**WHAT YOU ARE ASKED TO DO**: Return each line of the records holding the string "FeedbackItem".

************

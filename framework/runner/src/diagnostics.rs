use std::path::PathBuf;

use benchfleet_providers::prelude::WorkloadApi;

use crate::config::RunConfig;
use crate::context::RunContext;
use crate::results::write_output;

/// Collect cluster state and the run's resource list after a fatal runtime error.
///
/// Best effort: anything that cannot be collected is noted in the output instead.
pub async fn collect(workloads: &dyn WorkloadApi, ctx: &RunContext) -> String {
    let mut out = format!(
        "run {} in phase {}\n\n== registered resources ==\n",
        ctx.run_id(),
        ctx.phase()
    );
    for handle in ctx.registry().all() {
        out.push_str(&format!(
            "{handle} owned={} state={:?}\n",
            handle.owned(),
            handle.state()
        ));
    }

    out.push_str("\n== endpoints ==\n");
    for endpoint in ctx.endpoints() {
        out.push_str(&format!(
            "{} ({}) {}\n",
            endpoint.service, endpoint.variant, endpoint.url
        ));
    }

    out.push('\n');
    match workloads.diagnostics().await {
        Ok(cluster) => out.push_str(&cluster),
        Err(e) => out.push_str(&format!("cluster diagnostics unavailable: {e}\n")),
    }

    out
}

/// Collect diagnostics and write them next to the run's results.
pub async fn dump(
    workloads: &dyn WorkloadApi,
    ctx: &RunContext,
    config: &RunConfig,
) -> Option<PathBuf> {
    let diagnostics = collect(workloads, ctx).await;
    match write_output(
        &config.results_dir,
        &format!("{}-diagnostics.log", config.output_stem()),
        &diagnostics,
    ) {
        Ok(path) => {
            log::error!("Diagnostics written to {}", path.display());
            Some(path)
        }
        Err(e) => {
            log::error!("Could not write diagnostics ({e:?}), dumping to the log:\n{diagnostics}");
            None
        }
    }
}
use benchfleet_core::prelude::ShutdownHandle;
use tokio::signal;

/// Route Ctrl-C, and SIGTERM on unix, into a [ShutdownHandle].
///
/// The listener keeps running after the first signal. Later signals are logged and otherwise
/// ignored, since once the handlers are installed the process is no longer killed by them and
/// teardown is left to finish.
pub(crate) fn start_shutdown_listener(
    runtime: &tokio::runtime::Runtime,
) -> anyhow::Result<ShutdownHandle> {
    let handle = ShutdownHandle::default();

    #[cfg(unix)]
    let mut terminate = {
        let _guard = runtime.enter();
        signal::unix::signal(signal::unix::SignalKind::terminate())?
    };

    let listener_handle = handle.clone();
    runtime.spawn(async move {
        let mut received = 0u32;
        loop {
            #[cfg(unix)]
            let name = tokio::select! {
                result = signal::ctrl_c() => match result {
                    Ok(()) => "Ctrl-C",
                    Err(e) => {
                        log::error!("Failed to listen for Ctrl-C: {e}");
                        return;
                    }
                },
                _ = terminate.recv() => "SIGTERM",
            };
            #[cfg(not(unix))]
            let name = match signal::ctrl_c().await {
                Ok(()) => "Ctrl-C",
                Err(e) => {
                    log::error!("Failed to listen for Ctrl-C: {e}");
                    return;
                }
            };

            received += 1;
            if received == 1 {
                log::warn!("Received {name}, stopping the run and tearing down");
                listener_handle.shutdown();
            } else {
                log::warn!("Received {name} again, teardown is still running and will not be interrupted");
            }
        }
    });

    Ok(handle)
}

************

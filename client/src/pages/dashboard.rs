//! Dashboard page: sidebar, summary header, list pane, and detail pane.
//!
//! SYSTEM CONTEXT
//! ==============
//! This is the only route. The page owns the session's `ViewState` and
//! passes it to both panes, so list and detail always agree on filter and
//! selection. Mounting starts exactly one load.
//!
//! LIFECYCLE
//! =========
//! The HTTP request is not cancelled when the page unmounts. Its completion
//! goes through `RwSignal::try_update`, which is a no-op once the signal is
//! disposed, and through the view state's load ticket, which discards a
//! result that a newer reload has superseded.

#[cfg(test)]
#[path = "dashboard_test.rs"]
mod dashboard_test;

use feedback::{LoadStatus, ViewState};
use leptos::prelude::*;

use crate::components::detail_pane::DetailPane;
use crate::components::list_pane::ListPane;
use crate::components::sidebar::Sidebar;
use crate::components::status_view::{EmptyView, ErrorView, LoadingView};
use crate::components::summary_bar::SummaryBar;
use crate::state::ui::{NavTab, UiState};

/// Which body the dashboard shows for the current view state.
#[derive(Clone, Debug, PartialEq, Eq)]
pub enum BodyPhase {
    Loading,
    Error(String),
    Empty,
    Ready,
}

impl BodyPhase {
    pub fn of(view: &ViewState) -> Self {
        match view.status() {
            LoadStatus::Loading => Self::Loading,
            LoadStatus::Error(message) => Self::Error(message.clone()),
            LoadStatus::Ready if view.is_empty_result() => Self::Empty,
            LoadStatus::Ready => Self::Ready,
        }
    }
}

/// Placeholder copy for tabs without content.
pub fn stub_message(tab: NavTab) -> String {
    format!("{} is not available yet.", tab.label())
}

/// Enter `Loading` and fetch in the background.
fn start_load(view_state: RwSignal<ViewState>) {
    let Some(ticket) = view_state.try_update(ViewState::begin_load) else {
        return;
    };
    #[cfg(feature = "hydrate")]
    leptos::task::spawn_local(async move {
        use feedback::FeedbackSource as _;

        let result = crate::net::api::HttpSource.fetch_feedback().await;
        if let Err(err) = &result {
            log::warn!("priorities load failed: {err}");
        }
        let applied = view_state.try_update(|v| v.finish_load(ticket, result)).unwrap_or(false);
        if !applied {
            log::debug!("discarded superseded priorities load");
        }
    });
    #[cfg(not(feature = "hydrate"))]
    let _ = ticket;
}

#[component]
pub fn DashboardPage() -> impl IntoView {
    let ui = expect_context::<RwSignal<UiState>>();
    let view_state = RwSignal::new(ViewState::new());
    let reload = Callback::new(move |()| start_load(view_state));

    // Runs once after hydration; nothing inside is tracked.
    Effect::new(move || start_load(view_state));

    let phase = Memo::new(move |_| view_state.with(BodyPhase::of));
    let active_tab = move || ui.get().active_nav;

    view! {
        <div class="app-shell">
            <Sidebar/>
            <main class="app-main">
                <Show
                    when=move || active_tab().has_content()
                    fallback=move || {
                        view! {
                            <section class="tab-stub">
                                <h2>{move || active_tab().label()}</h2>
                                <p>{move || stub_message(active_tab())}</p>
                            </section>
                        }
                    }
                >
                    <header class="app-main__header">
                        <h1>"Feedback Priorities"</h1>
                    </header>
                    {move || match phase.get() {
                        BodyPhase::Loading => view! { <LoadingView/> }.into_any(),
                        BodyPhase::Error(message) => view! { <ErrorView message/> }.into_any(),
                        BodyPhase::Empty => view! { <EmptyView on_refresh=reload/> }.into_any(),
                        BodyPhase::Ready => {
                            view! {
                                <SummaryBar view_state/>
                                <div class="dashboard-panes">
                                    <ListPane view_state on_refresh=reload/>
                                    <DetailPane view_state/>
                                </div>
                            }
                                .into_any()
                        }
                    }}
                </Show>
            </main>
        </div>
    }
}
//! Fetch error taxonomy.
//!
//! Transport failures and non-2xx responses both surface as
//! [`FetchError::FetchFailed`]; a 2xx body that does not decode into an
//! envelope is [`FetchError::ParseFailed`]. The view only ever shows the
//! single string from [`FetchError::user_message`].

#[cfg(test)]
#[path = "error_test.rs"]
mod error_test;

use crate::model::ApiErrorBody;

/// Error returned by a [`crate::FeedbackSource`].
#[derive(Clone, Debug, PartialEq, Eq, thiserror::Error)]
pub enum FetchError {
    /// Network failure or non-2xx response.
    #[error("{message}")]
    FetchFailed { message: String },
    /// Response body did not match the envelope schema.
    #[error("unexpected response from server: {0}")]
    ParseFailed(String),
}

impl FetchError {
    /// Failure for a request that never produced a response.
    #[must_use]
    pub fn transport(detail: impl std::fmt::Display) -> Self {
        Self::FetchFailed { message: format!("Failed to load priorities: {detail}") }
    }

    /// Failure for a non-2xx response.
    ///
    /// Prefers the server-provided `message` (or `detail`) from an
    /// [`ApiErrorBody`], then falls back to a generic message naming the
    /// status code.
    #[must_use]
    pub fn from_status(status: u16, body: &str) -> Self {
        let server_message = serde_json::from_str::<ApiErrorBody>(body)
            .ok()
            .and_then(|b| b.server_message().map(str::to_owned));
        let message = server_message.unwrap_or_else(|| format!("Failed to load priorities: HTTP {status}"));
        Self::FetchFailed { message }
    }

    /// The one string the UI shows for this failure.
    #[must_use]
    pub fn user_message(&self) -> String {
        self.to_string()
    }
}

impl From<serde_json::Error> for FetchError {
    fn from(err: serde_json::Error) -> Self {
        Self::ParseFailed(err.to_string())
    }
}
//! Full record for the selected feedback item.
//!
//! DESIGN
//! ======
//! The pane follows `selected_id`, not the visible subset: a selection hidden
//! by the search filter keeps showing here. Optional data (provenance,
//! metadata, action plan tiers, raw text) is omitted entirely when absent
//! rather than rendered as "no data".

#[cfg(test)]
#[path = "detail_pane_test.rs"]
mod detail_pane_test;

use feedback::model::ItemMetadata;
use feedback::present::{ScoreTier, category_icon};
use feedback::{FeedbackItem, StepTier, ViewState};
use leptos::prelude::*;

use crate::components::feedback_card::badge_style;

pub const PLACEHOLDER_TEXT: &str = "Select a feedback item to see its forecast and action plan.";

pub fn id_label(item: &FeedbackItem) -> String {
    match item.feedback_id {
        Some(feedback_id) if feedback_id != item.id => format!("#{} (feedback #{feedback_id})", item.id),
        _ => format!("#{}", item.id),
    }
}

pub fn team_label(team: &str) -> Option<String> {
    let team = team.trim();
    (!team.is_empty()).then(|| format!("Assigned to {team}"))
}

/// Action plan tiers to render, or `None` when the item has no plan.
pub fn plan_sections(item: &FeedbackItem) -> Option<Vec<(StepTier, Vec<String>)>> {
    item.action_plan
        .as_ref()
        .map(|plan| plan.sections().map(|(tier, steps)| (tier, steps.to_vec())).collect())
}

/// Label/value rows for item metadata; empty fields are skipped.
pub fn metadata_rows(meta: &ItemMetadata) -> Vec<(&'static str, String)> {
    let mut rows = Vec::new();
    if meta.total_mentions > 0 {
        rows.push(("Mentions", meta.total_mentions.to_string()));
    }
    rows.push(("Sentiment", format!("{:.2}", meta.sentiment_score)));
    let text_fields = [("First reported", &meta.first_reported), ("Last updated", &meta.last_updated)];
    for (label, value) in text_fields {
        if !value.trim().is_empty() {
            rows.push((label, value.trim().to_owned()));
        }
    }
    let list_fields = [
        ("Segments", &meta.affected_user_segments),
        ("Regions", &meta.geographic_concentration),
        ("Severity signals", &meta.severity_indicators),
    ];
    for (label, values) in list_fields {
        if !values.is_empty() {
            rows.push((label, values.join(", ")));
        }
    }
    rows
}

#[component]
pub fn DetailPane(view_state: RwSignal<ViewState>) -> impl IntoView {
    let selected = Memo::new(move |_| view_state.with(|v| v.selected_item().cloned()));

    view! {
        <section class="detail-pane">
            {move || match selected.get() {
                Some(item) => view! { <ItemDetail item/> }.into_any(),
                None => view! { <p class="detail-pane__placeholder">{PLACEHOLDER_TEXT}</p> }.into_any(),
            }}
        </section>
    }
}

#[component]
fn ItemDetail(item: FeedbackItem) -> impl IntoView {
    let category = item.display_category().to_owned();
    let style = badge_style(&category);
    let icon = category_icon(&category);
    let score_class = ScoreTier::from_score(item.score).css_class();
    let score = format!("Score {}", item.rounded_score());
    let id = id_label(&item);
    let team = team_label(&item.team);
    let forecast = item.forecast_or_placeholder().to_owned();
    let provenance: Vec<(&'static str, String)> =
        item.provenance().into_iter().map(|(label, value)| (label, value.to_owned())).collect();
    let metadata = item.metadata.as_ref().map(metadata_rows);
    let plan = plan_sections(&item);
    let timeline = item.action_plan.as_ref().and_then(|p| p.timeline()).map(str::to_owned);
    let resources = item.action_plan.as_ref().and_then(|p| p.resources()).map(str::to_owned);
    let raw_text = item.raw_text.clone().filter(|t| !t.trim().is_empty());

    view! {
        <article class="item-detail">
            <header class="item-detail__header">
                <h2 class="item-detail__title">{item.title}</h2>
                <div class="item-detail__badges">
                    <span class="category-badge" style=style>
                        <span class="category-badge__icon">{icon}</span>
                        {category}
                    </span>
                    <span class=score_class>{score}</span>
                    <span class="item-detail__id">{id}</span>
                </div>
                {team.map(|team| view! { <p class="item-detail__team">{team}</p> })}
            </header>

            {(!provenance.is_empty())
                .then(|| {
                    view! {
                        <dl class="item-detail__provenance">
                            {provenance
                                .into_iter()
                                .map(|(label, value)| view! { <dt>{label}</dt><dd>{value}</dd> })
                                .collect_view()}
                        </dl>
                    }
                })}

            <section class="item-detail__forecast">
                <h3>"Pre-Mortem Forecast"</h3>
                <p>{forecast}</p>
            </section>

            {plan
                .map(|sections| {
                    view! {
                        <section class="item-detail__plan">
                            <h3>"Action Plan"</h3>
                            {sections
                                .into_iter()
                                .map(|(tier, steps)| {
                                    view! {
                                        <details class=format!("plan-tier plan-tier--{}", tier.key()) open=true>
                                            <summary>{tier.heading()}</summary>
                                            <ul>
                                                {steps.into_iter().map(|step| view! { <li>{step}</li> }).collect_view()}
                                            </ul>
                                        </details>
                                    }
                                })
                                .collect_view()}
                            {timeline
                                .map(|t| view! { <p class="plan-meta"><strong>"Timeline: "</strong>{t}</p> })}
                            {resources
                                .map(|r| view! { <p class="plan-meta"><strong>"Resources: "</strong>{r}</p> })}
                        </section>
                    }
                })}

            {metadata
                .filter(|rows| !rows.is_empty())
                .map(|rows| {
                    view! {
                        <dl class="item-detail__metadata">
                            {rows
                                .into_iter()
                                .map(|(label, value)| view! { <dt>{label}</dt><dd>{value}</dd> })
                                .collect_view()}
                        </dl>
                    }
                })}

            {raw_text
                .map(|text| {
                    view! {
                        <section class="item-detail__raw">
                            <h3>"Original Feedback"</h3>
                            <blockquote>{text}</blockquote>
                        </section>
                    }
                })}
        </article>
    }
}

************

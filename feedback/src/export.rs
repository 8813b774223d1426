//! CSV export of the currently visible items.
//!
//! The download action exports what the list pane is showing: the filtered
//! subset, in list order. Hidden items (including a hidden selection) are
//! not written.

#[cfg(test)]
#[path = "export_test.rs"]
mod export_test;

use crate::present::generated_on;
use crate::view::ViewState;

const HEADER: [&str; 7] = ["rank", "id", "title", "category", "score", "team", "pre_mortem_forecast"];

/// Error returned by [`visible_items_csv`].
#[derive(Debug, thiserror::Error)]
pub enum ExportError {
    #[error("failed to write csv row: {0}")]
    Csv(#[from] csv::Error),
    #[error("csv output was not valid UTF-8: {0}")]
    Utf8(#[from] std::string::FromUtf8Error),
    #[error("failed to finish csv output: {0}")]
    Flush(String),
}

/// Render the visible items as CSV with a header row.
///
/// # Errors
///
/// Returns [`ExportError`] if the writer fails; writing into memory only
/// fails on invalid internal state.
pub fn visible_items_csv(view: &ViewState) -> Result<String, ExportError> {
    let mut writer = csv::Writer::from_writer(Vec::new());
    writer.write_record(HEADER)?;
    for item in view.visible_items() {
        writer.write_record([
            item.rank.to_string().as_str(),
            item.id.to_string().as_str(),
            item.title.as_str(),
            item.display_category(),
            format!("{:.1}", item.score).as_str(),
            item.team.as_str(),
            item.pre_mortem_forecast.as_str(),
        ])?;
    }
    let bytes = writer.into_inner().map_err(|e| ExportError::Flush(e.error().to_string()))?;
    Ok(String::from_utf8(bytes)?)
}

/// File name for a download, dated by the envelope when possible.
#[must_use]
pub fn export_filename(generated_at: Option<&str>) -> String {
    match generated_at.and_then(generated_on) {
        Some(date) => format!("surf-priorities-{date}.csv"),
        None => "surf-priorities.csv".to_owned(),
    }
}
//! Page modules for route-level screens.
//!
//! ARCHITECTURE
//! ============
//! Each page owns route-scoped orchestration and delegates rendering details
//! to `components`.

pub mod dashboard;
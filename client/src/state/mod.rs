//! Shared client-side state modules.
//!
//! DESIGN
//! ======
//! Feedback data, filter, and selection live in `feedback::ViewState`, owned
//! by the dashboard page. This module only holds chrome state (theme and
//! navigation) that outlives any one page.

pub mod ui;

************

**SOLUTION**:
use feedback::{FeedbackItem, StepTier, ViewState};
pub fn id_label(item: &FeedbackItem) -> String {
pub fn plan_sections(item: &FeedbackItem) -> Option<Vec<(StepTier, Vec<String>)>> {
fn ItemDetail(item: FeedbackItem) -> impl IntoView {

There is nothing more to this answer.